• _What the exercise asks_:
Below are several records. Retype exactly those lines running from the one with "let slot = *self.slots.get(&id)?;" through the one with "let v = Self::bit_variable(slot, bit);", end lines included, and no others.

(Stored data entries)
········
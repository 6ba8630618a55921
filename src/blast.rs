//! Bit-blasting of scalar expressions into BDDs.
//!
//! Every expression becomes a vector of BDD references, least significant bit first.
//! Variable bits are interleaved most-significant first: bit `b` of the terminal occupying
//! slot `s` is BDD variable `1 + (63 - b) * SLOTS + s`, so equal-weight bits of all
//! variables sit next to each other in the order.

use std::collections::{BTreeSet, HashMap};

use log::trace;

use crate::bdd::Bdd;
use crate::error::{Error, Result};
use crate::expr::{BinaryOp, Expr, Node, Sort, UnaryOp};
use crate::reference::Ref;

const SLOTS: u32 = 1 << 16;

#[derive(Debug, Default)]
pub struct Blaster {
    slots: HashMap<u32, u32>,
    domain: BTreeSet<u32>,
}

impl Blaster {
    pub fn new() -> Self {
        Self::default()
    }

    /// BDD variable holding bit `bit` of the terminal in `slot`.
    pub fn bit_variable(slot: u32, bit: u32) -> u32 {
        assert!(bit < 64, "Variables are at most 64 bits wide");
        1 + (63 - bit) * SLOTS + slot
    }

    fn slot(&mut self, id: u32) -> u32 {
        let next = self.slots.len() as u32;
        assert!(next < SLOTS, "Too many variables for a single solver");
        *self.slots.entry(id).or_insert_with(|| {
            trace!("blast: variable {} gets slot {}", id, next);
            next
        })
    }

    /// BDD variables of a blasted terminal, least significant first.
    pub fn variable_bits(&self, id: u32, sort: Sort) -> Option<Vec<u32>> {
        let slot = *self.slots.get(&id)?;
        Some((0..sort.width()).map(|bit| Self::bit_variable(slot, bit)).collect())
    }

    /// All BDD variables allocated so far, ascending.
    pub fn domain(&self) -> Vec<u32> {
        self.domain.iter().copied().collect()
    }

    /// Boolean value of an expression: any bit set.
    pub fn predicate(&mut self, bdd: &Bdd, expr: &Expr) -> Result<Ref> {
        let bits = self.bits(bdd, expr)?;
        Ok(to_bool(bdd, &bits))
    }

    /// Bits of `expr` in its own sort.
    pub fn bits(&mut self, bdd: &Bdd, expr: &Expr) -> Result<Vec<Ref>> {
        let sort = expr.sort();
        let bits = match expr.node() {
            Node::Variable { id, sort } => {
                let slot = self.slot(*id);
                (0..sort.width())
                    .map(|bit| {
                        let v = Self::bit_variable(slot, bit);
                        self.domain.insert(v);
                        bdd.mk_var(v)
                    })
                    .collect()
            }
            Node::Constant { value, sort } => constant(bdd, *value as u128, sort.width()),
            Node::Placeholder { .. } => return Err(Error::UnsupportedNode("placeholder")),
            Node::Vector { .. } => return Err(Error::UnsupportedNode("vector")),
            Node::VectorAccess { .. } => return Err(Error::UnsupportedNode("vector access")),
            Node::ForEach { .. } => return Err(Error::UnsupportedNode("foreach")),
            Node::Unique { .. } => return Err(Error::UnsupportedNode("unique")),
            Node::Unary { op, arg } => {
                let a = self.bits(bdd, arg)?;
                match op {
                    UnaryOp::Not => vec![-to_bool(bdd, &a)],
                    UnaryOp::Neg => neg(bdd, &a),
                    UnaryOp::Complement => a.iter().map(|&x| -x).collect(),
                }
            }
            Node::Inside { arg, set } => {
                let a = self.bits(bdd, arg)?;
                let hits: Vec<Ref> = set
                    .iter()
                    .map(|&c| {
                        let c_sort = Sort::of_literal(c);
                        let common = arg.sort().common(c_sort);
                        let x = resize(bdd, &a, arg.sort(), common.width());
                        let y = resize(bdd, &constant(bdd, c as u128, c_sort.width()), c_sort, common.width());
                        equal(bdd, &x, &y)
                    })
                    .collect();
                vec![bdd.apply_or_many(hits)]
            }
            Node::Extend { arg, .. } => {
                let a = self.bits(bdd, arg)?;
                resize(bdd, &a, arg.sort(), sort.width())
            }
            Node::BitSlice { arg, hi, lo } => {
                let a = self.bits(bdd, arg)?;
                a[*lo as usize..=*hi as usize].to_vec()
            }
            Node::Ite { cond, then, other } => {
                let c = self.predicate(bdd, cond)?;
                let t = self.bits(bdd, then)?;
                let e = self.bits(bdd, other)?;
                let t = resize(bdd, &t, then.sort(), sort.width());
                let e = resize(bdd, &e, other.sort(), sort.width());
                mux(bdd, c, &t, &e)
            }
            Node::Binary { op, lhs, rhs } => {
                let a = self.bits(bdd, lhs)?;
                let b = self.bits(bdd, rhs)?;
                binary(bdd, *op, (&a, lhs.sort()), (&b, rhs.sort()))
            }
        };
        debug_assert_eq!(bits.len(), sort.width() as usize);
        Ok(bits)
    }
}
········
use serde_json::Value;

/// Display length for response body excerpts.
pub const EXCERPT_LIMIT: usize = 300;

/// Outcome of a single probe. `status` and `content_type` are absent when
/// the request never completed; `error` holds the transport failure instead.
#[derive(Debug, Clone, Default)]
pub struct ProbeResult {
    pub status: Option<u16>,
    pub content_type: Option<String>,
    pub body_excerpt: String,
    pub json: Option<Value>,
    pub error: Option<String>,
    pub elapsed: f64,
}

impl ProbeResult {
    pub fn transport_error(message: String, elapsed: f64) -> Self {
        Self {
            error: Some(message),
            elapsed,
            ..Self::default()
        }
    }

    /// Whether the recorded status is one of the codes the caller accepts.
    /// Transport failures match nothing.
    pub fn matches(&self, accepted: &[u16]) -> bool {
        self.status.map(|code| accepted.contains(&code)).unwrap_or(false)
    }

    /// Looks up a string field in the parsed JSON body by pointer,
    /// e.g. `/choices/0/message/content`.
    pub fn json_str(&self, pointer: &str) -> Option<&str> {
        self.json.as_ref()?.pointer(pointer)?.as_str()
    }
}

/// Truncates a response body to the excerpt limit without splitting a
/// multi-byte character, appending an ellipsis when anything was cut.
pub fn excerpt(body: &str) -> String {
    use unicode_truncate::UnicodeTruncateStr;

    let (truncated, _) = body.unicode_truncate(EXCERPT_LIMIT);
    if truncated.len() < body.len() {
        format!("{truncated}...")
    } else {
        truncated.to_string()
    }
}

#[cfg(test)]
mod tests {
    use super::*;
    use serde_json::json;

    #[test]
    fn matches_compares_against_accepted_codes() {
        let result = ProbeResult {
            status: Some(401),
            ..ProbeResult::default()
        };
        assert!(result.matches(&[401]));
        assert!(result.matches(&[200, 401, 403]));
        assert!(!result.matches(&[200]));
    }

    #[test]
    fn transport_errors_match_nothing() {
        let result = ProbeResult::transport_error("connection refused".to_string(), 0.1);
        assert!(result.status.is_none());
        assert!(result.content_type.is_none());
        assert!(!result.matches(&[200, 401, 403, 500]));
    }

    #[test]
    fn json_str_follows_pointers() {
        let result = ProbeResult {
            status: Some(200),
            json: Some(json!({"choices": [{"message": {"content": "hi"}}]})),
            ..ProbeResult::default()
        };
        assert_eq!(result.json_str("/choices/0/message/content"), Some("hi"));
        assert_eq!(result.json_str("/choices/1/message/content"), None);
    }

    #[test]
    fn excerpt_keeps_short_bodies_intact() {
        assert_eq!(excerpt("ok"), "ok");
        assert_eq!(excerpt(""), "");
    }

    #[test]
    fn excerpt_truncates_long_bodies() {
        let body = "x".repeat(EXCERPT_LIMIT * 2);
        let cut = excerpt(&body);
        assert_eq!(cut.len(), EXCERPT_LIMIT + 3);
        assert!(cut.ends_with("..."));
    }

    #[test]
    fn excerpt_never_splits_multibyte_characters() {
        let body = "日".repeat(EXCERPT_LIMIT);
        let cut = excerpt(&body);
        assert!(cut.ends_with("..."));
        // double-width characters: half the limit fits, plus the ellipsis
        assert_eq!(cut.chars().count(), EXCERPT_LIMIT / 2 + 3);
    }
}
········
• _Answer space_:
        let slot = *self.slots.get(&id)?;
        Some((0..sort.width()).map(|bit| Self::bit_variable(slot, bit)).collect())
    }

    /// All BDD variables allocated so far, ascending.
    pub fn domain(&self) -> Vec<u32> {
        self.domain.iter().copied().collect()
    }

    /// Boolean value of an expression: any bit set.
    pub fn predicate(&mut self, bdd: &Bdd, expr: &Expr) -> Result<Ref> {
        let bits = self.bits(bdd, expr)?;
        Ok(to_bool(bdd, &bits))
    }

    /// Bits of `expr` in its own sort.
    pub fn bits(&mut self, bdd: &Bdd, expr: &Expr) -> Result<Vec<Ref>> {
        let sort = expr.sort();
        let bits = match expr.node() {
            Node::Variable { id, sort } => {
                let slot = self.slot(*id);
                (0..sort.width())
                    .map(|bit| {
                        let v = Self::bit_variable(slot, bit);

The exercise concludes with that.